- The problem
Only a number is expected here: the count of lines in the data that contain "AguinaldoConfig".

(Stored data entries)
* * * * *

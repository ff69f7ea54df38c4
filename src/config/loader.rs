//! Configuration loading functionality.
//!
//! This module provides the [`ConfigLoader`] type for loading the engine
//! configuration from YAML files.

use std::fs;
use std::path::Path;

use tracing::debug;

use crate::error::{EngineError, EngineResult};
use crate::format::LocaleCurrencyFormatter;

use super::types::{AguinaldoConfig, DisplayConfig, EngineMetadata, PolicyConfig};

/// Loads and provides access to the engine configuration.
///
/// # Directory Structure
///
/// The configuration directory should have the following structure:
/// ```text
/// config/aguinaldo/
/// ├── engine.yaml   # Engine metadata and legal reference
/// ├── policy.yaml   # Payment deadline
/// └── display.yaml  # Locale, currency formatting, preference storage
/// ```
///
/// # Example
///
/// ```no_run
/// use aguinaldo_engine::config::ConfigLoader;
///
/// let loader = ConfigLoader::load("./config/aguinaldo")?;
/// println!("Loaded: {}", loader.engine().name);
/// # Ok::<(), aguinaldo_engine::error::EngineError>(())
/// ```
#[derive(Debug, Clone)]
pub struct ConfigLoader {
    config: AguinaldoConfig,
}

impl ConfigLoader {
    /// Loads configuration from the specified directory.
    ///
    /// Returns an error if any required file is missing or contains
    /// invalid YAML.
    pub fn load<P: AsRef<Path>>(path: P) -> EngineResult<Self> {
        let path = path.as_ref();

        let metadata = Self::load_yaml::<EngineMetadata>(&path.join("engine.yaml"))?;
        let policy = Self::load_yaml::<PolicyConfig>(&path.join("policy.yaml"))?;
        let display_config = Self::load_yaml::<DisplayConfig>(&path.join("display.yaml"))?;

        debug!(
            dir = %path.display(),
            version = %metadata.version,
            locale = %display_config.locale,
            "Configuration loaded"
        );

        Ok(Self {
            config: AguinaldoConfig::new(metadata, policy, display_config),
        })
    }

    /// Wraps an already-built configuration.
    pub fn from_config(config: AguinaldoConfig) -> Self {
        Self { config }
    }

    /// Loads and parses a YAML file.
    fn load_yaml<T: serde::de::DeserializeOwned>(path: &Path) -> EngineResult<T> {
        let path_str = path.display().to_string();

        let content = fs::read_to_string(path).map_err(|_| EngineError::ConfigNotFound {
            path: path_str.clone(),
        })?;

        serde_yaml::from_str(&content).map_err(|e| EngineError::ConfigParseError {
            path: path_str,
            message: e.to_string(),
        })
    }

    /// Returns the underlying configuration.
    pub fn config(&self) -> &AguinaldoConfig {
        &self.config
    }

    /// Returns the engine metadata.
    pub fn engine(&self) -> &EngineMetadata {
        self.config.engine()
    }

    /// Returns the statutory policy.
    pub fn policy(&self) -> &PolicyConfig {
        self.config.policy()
    }

    /// Returns the display configuration.
    pub fn display(&self) -> &DisplayConfig {
        self.config.display()
    }

    /// Builds the currency formatter for the configured locale.
    pub fn currency_formatter(&self) -> LocaleCurrencyFormatter {
        LocaleCurrencyFormatter::from_config(self.display())
    }
}
//! Display preferences.
//!
//! The colour theme is process-wide display state, loaded once at startup
//! and written back whenever it changes. Nothing in the calculation path
//! reads it.

use std::fs;
use std::path::{Path, PathBuf};

use serde::{Deserialize, Serialize};
use tracing::{debug, info, warn};

use crate::error::{EngineError, EngineResult};

/// The colour theme the user picked.
#[derive(Debug, Clone, Copy, Default, PartialEq, Eq, Serialize, Deserialize)]
#[serde(rename_all = "snake_case")]
pub enum ThemePreference {
    /// Always light.
    Light,
    /// Always dark.
    Dark,
    /// Follow the operating system.
    #[default]
    System,
}

/// Persisted preference file contents.
#[derive(Debug, Clone, Default, PartialEq, Eq, Serialize, Deserialize)]
pub struct Preferences {
    /// The selected theme.
    #[serde(default)]
    pub theme: ThemePreference,
}

/// Loads preferences from a YAML file and persists every change.
///
/// # Example
///
/// ```no_run
/// use aguinaldo_engine::preferences::{PreferenceStore, ThemePreference};
///
/// let mut store = PreferenceStore::load("./preferences.yaml");
/// store.set_theme(ThemePreference::Dark)?;
/// # Ok::<(), aguinaldo_engine::error::EngineError>(())
/// ```
#[derive(Debug, Clone)]
pub struct PreferenceStore {
    path: PathBuf,
    preferences: Preferences,
}

impl PreferenceStore {
    /// Loads preferences from `path`.
    ///
    /// A missing or unreadable file yields the defaults; preferences never
    /// prevent the calculator from starting.
    pub fn load<P: AsRef<Path>>(path: P) -> Self {
        let path = path.as_ref().to_path_buf();

        let preferences = match fs::read_to_string(&path) {
            Ok(content) => serde_yaml::from_str(&content).unwrap_or_else(|e| {
                warn!(path = %path.display(), error = %e, "Ignoring malformed preferences");
                Preferences::default()
            }),
            Err(_) => {
                debug!(path = %path.display(), "No stored preferences, using defaults");
                Preferences::default()
            }
        };

        Self { path, preferences }
    }

    /// Returns the current preferences.
    pub fn preferences(&self) -> &Preferences {
        &self.preferences
    }

    /// Returns the current theme.
    pub fn theme(&self) -> ThemePreference {
        self.preferences.theme
    }

    /// Changes the theme and writes it to disk.
    ///
    /// Setting the theme it already has does not touch the file. The
    /// in-memory theme only changes once the file has been written.
    pub fn set_theme(&mut self, theme: ThemePreference) -> EngineResult<()> {
        if self.preferences.theme == theme {
            return Ok(());
        }

        let candidate = Preferences { theme };
        self.persist(&candidate)?;
        self.preferences = candidate;
        info!(theme = ?theme, "Theme preference changed");
        Ok(())
    }

    fn persist(&self, preferences: &Preferences) -> EngineResult<()> {
        let path_str = self.path.display().to_string();

        let content =
            serde_yaml::to_string(preferences).map_err(|e| EngineError::PreferenceWriteError {
                path: path_str.clone(),
                message: e.to_string(),
            })?;

        fs::write(&self.path, content).map_err(|e| EngineError::PreferenceWriteError {
            path: path_str,
            message: e.to_string(),
        })
    }
}
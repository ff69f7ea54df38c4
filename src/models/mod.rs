//! Core data models for the aguinaldo engine.
//!
//! This module contains all the domain models used throughout the engine.

mod calculation_result;
mod field_error;
mod input;

pub use calculation_result::{AuditStep, AuditTrace, AuditWarning, BonusCalculation};
pub use field_error::{Field, FieldErrors, ValidationErrorKind};
pub use input::{
    BonusInput, NewHireInput, RawBonusInput, RawNewHireInput, RawTenuredInput, Scenario,
    TenuredInput,
};
//! Currency formatting for display.
//!
//! The calculator returns bare [`Decimal`] amounts. Turning them into a
//! locale-specific string is the job of a [`CurrencyFormatter`] injected
//! into whatever displays the result.

use rust_decimal::{Decimal, RoundingStrategy};

use crate::config::DisplayConfig;

/// Renders a monetary amount as a display string.
pub trait CurrencyFormatter {
    /// Formats `amount` for display.
    fn format_currency(&self, amount: Decimal) -> String;
}

/// A symbol-prefixed formatter with configurable separators.
///
/// The default matches `es-MX` pesos: `$4,500.00`.
///
/// # Example
///
/// ```
/// use aguinaldo_engine::format::{CurrencyFormatter, LocaleCurrencyFormatter};
/// use rust_decimal::Decimal;
///
/// let formatter = LocaleCurrencyFormatter::default();
/// assert_eq!(formatter.format_currency(Decimal::new(436438, 2)), "$4,364.38");
/// assert_eq!(formatter.format_currency(Decimal::new(1234567891, 2)), "$12,345,678.91");
/// ```
#[derive(Debug, Clone, PartialEq, Eq)]
pub struct LocaleCurrencyFormatter {
    symbol: String,
    thousands_separator: String,
    decimal_separator: String,
    decimal_places: u32,
}

impl LocaleCurrencyFormatter {
    /// Creates a formatter from explicit settings.
    pub fn new(
        symbol: impl Into<String>,
        thousands_separator: impl Into<String>,
        decimal_separator: impl Into<String>,
        decimal_places: u32,
    ) -> Self {
        Self {
            symbol: symbol.into(),
            thousands_separator: thousands_separator.into(),
            decimal_separator: decimal_separator.into(),
            decimal_places,
        }
    }

    /// Creates a formatter from the display configuration.
    pub fn from_config(display: &DisplayConfig) -> Self {
        Self::new(
            display.currency_symbol.clone(),
            display.thousands_separator.clone(),
            display.decimal_separator.clone(),
            display.decimal_places,
        )
    }

    fn group_thousands(&self, digits: &str) -> String {
        let mut grouped = String::with_capacity(digits.len() + digits.len() / 3);
        for (i, digit) in digits.chars().enumerate() {
            if i > 0 && (digits.len() - i) % 3 == 0 {
                grouped.push_str(&self.thousands_separator);
            }
            grouped.push(digit);
        }
        grouped
    }
}

impl Default for LocaleCurrencyFormatter {
    fn default() -> Self {
        Self::from_config(&DisplayConfig::default())
    }
}

impl CurrencyFormatter for LocaleCurrencyFormatter {
    fn format_currency(&self, amount: Decimal) -> String {
        let mut rounded = amount
            .abs()
            .round_dp_with_strategy(self.decimal_places, RoundingStrategy::MidpointAwayFromZero);
        rounded.rescale(self.decimal_places);

        let text = rounded.to_string();
        let (integer, fraction) = match text.split_once('.') {
            Some((integer, fraction)) => (integer, Some(fraction)),
            None => (text.as_str(), None),
        };

        let sign = if amount.is_sign_negative() && !rounded.is_zero() {
            "-"
        } else {
            ""
        };

        let mut formatted = format!("{}{}{}", sign, self.symbol, self.group_thousands(integer));
        if let Some(fraction) = fraction {
            formatted.push_str(&self.decimal_separator);
            formatted.push_str(fraction);
        }
        formatted
    }
}

#[cfg(test)]
mod tests {
    use super::*;
    use std::str::FromStr;

    fn dec(s: &str) -> Decimal {
        Decimal::from_str(s).unwrap()
    }

    #[test]
    fn test_formats_tenured_reference_amount() {
        let formatter = LocaleCurrencyFormatter::default();
        assert_eq!(formatter.format_currency(dec("4500.00")), "$4,500.00");
    }

    #[test]
    fn test_small_amounts_have_no_separator() {
        let formatter = LocaleCurrencyFormatter::default();
        assert_eq!(formatter.format_currency(dec("0")), "$0.00");
        assert_eq!(formatter.format_currency(dec("12.3")), "$12.30");
        assert_eq!(formatter.format_currency(dec("999.99")), "$999.99");
    }

    #[test]
    fn test_groups_every_three_digits() {
        let formatter = LocaleCurrencyFormatter::default();
        assert_eq!(formatter.format_currency(dec("1000")), "$1,000.00");
        assert_eq!(formatter.format_currency(dec("100000")), "$100,000.00");
        assert_eq!(formatter.format_currency(dec("1234567.8")), "$1,234,567.80");
    }

    #[test]
    fn test_rounds_to_configured_places() {
        let formatter = LocaleCurrencyFormatter::default();
        assert_eq!(formatter.format_currency(dec("123.456")), "$123.46");
    }

    #[test]
    fn test_negative_amount_has_leading_sign() {
        let formatter = LocaleCurrencyFormatter::default();
        assert_eq!(formatter.format_currency(dec("-1234.5")), "-$1,234.50");
        assert_eq!(formatter.format_currency(dec("-0.001")), "$0.00");
    }

    #[test]
    fn test_custom_separators() {
        let formatter = LocaleCurrencyFormatter::new("€", ".", ",", 2);
        assert_eq!(formatter.format_currency(dec("4364.38")), "€4.364,38");
    }

    #[test]
    fn test_zero_decimal_places() {
        let formatter = LocaleCurrencyFormatter::new("$", ",", ".", 0);
        assert_eq!(formatter.format_currency(dec("4364.5")), "$4,365");
    }

    #[test]
    fn test_formatter_is_object_safe() {
        let formatter: Box<dyn CurrencyFormatter> = Box::new(LocaleCurrencyFormatter::default());
        assert_eq!(formatter.format_currency(dec("1")), "$1.00");
    }
}
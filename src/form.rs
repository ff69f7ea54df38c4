//! Per-scenario form state machine.
//!
//! A [`BonusForm`] owns the raw field values of one scenario, the live
//! field errors, and the last computed result. It has two states:
//!
//! ```text
//!            submit (valid)
//!   Idle ─────────────────────▶ Computed
//!    ▲                              │
//!    └──────── any field edit ──────┘
//! ```
//!
//! Submitting invalid input leaves the form `Idle` and reports every
//! invalid field. Submitting valid input emits a
//! [`FormEvent::ComputationSucceeded`] for the presentation layer.

use std::collections::BTreeSet;

use rust_decimal::Decimal;
use tracing::{debug, warn};

use crate::calculation::perform_calculation;
use crate::config::PolicyConfig;
use crate::format::CurrencyFormatter;
use crate::models::{BonusCalculation, Field, FieldErrors, RawBonusInput, Scenario};
use crate::validation::InputValidator;

/// What happens to the input fields after a successful submission.
#[derive(Debug, Clone, Copy, Default, PartialEq, Eq)]
pub enum ResetPolicy {
    /// Empty every field. The result stays visible until the next edit.
    #[default]
    ClearInputs,
    /// Keep the submitted values in place.
    PreserveInputs,
}

/// Events the form emits for the presentation layer.
#[derive(Debug, Clone, PartialEq, Eq)]
pub enum FormEvent {
    /// A submission produced a result; the celebration effect may play.
    ComputationSucceeded {
        /// The scenario that was computed.
        scenario: Scenario,
        /// The bonus owed.
        amount: Decimal,
        /// The bonus owed, formatted for display.
        formatted_amount: String,
    },
}

/// Receives form events.
pub trait FormEventSink {
    /// Handles one event.
    fn emit(&mut self, event: FormEvent);
}

impl FormEventSink for Vec<FormEvent> {
    fn emit(&mut self, event: FormEvent) {
        self.push(event);
    }
}

/// The state of a form.
#[derive(Debug, Clone, PartialEq, Eq)]
pub enum FormState {
    /// No result, or inputs edited since the last result.
    Idle,
    /// A result is displayed.
    Computed(BonusCalculation),
}

/// The form for one bonus scenario.
///
/// # Example
///
/// ```
/// use aguinaldo_engine::config::PolicyConfig;
/// use aguinaldo_engine::form::{BonusForm, FormEvent, FormState};
/// use aguinaldo_engine::format::LocaleCurrencyFormatter;
/// use aguinaldo_engine::models::{Field, Scenario};
/// use aguinaldo_engine::validation::{DateWindow, InputValidator};
/// use chrono::NaiveDate;
///
/// let validator = InputValidator::new(
///     DateWindow::default(),
///     NaiveDate::from_ymd_opt(2024, 12, 20).unwrap(),
/// );
/// let mut form = BonusForm::new(
///     Scenario::Tenured,
///     validator,
///     PolicyConfig::default(),
///     LocaleCurrencyFormatter::default(),
/// );
/// form.set_field(Field::MonthlySalary, "9000");
/// form.set_field(Field::BonusDays, "15");
///
/// let mut events: Vec<FormEvent> = Vec::new();
/// let result = form.submit(&mut events).unwrap();
/// assert_eq!(result.formatted_amount, "$4,500.00");
/// assert!(matches!(form.state(), FormState::Computed(_)));
/// assert_eq!(events.len(), 1);
/// ```
#[derive(Debug, Clone)]
pub struct BonusForm<F: CurrencyFormatter> {
    raw: RawBonusInput,
    touched: BTreeSet<Field>,
    errors: FieldErrors,
    state: FormState,
    validator: InputValidator,
    policy: PolicyConfig,
    formatter: F,
    reset_policy: ResetPolicy,
}

impl<F: CurrencyFormatter> BonusForm<F> {
    /// Creates an empty, idle form for `scenario`.
    pub fn new(
        scenario: Scenario,
        validator: InputValidator,
        policy: PolicyConfig,
        formatter: F,
    ) -> Self {
        Self {
            raw: RawBonusInput::empty(scenario),
            touched: BTreeSet::new(),
            errors: FieldErrors::new(),
            state: FormState::Idle,
            validator,
            policy,
            formatter,
            reset_policy: ResetPolicy::default(),
        }
    }

    /// Sets what happens to the inputs after a successful submission.
    pub fn with_reset_policy(mut self, reset_policy: ResetPolicy) -> Self {
        self.reset_policy = reset_policy;
        self
    }

    /// Returns the scenario of this form.
    pub fn scenario(&self) -> Scenario {
        self.raw.scenario()
    }

    /// Returns the current raw text of a field.
    pub fn value(&self, field: Field) -> Option<&str> {
        self.raw.value(field)
    }

    /// Returns the raw input as currently entered.
    pub fn raw_input(&self) -> &RawBonusInput {
        &self.raw
    }

    /// Returns the live field errors.
    pub fn errors(&self) -> &FieldErrors {
        &self.errors
    }

    /// Returns the current state.
    pub fn state(&self) -> &FormState {
        &self.state
    }

    /// Returns the displayed result, if any.
    pub fn result(&self) -> Option<&BonusCalculation> {
        match &self.state {
            FormState::Computed(result) => Some(result),
            FormState::Idle => None,
        }
    }

    /// Updates a field and re-validates the touched fields.
    ///
    /// Editing any field returns the form to `Idle`. Returns the live error
    /// message for the edited field, if it is invalid. Fields that do not
    /// belong to this form's scenario are ignored.
    pub fn set_field(&mut self, field: Field, raw: impl Into<String>) -> Option<&'static str> {
        let scenario = self.scenario();
        let Some(slot) = self.raw.slot_mut(field) else {
            warn!(
                field = field.as_str(),
                scenario = scenario.as_str(),
                "Ignoring field that is not part of this form"
            );
            return None;
        };
        *slot = Some(raw.into());

        self.touched.insert(field);
        self.state = FormState::Idle;
        self.revalidate_touched();
        self.errors.message(field)
    }

    /// Empties a field, as when the user deletes its contents.
    pub fn clear_field(&mut self, field: Field) -> Option<&'static str> {
        let slot = self.raw.slot_mut(field)?;
        *slot = None;

        self.touched.insert(field);
        self.state = FormState::Idle;
        self.revalidate_touched();
        self.errors.message(field)
    }

    /// Submits the form.
    ///
    /// On valid input this computes the bonus, moves to `Computed`, emits
    /// [`FormEvent::ComputationSucceeded`] into `sink`, and then applies the
    /// reset policy. On invalid input every field is marked touched, so
    /// later edits get live feedback, and all field errors are returned.
    pub fn submit<S>(&mut self, sink: &mut S) -> Result<BonusCalculation, FieldErrors>
    where
        S: FormEventSink + ?Sized,
    {
        let scenario = self.scenario();
        self.touched.extend(scenario.fields().iter().copied());

        let input = match self.validator.validate(&self.raw) {
            Ok(input) => input,
            Err(errors) => {
                debug!(
                    scenario = scenario.as_str(),
                    invalid_fields = errors.len(),
                    "Submission blocked by validation"
                );
                self.errors = errors.clone();
                self.state = FormState::Idle;
                return Err(errors);
            }
        };

        let result = perform_calculation(&input, &self.policy, &self.formatter);
        self.errors = FieldErrors::new();
        self.state = FormState::Computed(result.clone());

        sink.emit(FormEvent::ComputationSucceeded {
            scenario: result.scenario,
            amount: result.bonus_amount,
            formatted_amount: result.formatted_amount.clone(),
        });

        if self.reset_policy == ResetPolicy::ClearInputs {
            self.raw = RawBonusInput::empty(scenario);
            self.touched.clear();
        }

        Ok(result)
    }

    fn revalidate_touched(&mut self) {
        for field in self.scenario().fields() {
            if !self.touched.contains(field) {
                continue;
            }
            match self.validator.validate_field(&self.raw, *field) {
                Some(kind) => self.errors.insert(*field, kind),
                None => self.errors.clear(*field),
            }
        }
    }
}

#[cfg(test)]
mod tests {
    use super::*;
    use crate::format::LocaleCurrencyFormatter;
    use crate::models::ValidationErrorKind;
    use crate::validation::DateWindow;
    use chrono::NaiveDate;

    fn form(scenario: Scenario) -> BonusForm<LocaleCurrencyFormatter> {
        let validator = InputValidator::new(
            DateWindow::default(),
            NaiveDate::from_ymd_opt(2024, 12, 20).unwrap(),
        );
        BonusForm::new(
            scenario,
            validator,
            PolicyConfig::default(),
            LocaleCurrencyFormatter::default(),
        )
    }

    fn filled_tenured() -> BonusForm<LocaleCurrencyFormatter> {
        let mut form = form(Scenario::Tenured);
        form.set_field(Field::MonthlySalary, "9000");
        form.set_field(Field::BonusDays, "15");
        form
    }

    #[test]
    fn test_new_form_is_idle_and_empty() {
        let form = form(Scenario::NewHire);
        assert_eq!(form.state(), &FormState::Idle);
        assert!(form.errors().is_empty());
        assert_eq!(form.value(Field::StartDate), None);
        assert!(form.result().is_none());
    }

    #[test]
    fn test_live_validation_only_reports_touched_fields() {
        let mut form = form(Scenario::Tenured);
        let message = form.set_field(Field::MonthlySalary, "0");

        assert_eq!(message, Some("Debe ser mayor a 0."));
        assert_eq!(form.errors().len(), 1);
        assert_eq!(form.errors().get(Field::BonusDays), None);
    }

    #[test]
    fn test_fixing_a_field_clears_its_error() {
        let mut form = form(Scenario::Tenured);
        form.set_field(Field::MonthlySalary, "abc");
        let message = form.set_field(Field::MonthlySalary, "9000");

        assert_eq!(message, None);
        assert!(form.errors().is_empty());
    }

    #[test]
    fn test_clear_field_reports_missing() {
        let mut form = filled_tenured();
        assert_eq!(form.clear_field(Field::BonusDays), Some("Campo requerido"));
    }

    #[test]
    fn test_invalid_submit_reports_all_fields_and_emits_nothing() {
        let mut form = form(Scenario::NewHire);
        let mut events: Vec<FormEvent> = Vec::new();

        let errors = form.submit(&mut events).unwrap_err();

        assert_eq!(errors.len(), 3);
        assert_eq!(errors.get(Field::StartDate), Some(ValidationErrorKind::Missing));
        assert_eq!(form.state(), &FormState::Idle);
        assert!(events.is_empty());
        assert_eq!(form.errors(), &errors);
    }

    #[test]
    fn test_valid_submit_computes_and_emits_event() {
        let mut form = filled_tenured();
        let mut events: Vec<FormEvent> = Vec::new();

        let result = form.submit(&mut events).unwrap();

        assert_eq!(result.bonus_amount.to_string(), "4500.00");
        assert_eq!(form.result(), Some(&result));
        assert_eq!(
            events,
            vec![FormEvent::ComputationSucceeded {
                scenario: Scenario::Tenured,
                amount: result.bonus_amount,
                formatted_amount: "$4,500.00".to_string(),
            }]
        );
    }

    #[test]
    fn test_default_policy_clears_inputs_but_keeps_result() {
        let mut form = filled_tenured();
        form.submit(&mut Vec::<FormEvent>::new()).unwrap();

        assert_eq!(form.value(Field::MonthlySalary), None);
        assert_eq!(form.value(Field::BonusDays), None);
        assert!(matches!(form.state(), FormState::Computed(_)));
        assert!(form.errors().is_empty());
    }

    #[test]
    fn test_preserve_policy_keeps_inputs() {
        let mut form = filled_tenured().with_reset_policy(ResetPolicy::PreserveInputs);
        form.submit(&mut Vec::<FormEvent>::new()).unwrap();

        assert_eq!(form.value(Field::MonthlySalary), Some("9000"));
        assert_eq!(form.value(Field::BonusDays), Some("15"));
    }

    #[test]
    fn test_edit_after_compute_returns_to_idle() {
        let mut form = filled_tenured().with_reset_policy(ResetPolicy::PreserveInputs);
        form.submit(&mut Vec::<FormEvent>::new()).unwrap();

        form.set_field(Field::BonusDays, "20");

        assert_eq!(form.state(), &FormState::Idle);
        assert!(form.result().is_none());
    }

    #[test]
    fn test_resubmit_replaces_result() {
        let mut form = filled_tenured().with_reset_policy(ResetPolicy::PreserveInputs);
        let first = form.submit(&mut Vec::<FormEvent>::new()).unwrap();
        form.set_field(Field::BonusDays, "30");
        let second = form.submit(&mut Vec::<FormEvent>::new()).unwrap();

        assert_eq!(second.bonus_amount.to_string(), "9000.00");
        assert_ne!(first.calculation_id, second.calculation_id);
        assert_eq!(form.result(), Some(&second));
    }

    #[test]
    fn test_new_hire_submit() {
        let mut form = form(Scenario::NewHire);
        form.set_field(Field::MonthlySalary, "9000");
        form.set_field(Field::StartDate, "2024-01-01");
        form.set_field(Field::EndDate, "2024-12-20");

        let result = form.submit(&mut Vec::<FormEvent>::new()).unwrap();
        assert_eq!(result.bonus_amount.to_string(), "4364.38");
        assert_eq!(result.formatted_amount, "$4,364.38");
    }

    #[test]
    fn test_changing_start_date_revalidates_end_date() {
        let mut form = form(Scenario::NewHire);
        form.set_field(Field::StartDate, "2024-01-01");
        form.set_field(Field::EndDate, "2024-06-01");
        assert!(form.errors().is_empty());

        form.set_field(Field::StartDate, "2024-07-01");

        assert_eq!(
            form.errors().get(Field::EndDate),
            Some(ValidationErrorKind::InvalidRange)
        );
        assert_eq!(form.errors().get(Field::StartDate), None);
    }

    #[test]
    fn test_foreign_field_is_ignored() {
        let mut form = form(Scenario::Tenured);
        assert_eq!(form.set_field(Field::StartDate, "2024-01-01"), None);
        assert_eq!(form.value(Field::StartDate), None);
        assert!(form.errors().is_empty());
    }
}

* * * * *

- Written answer
5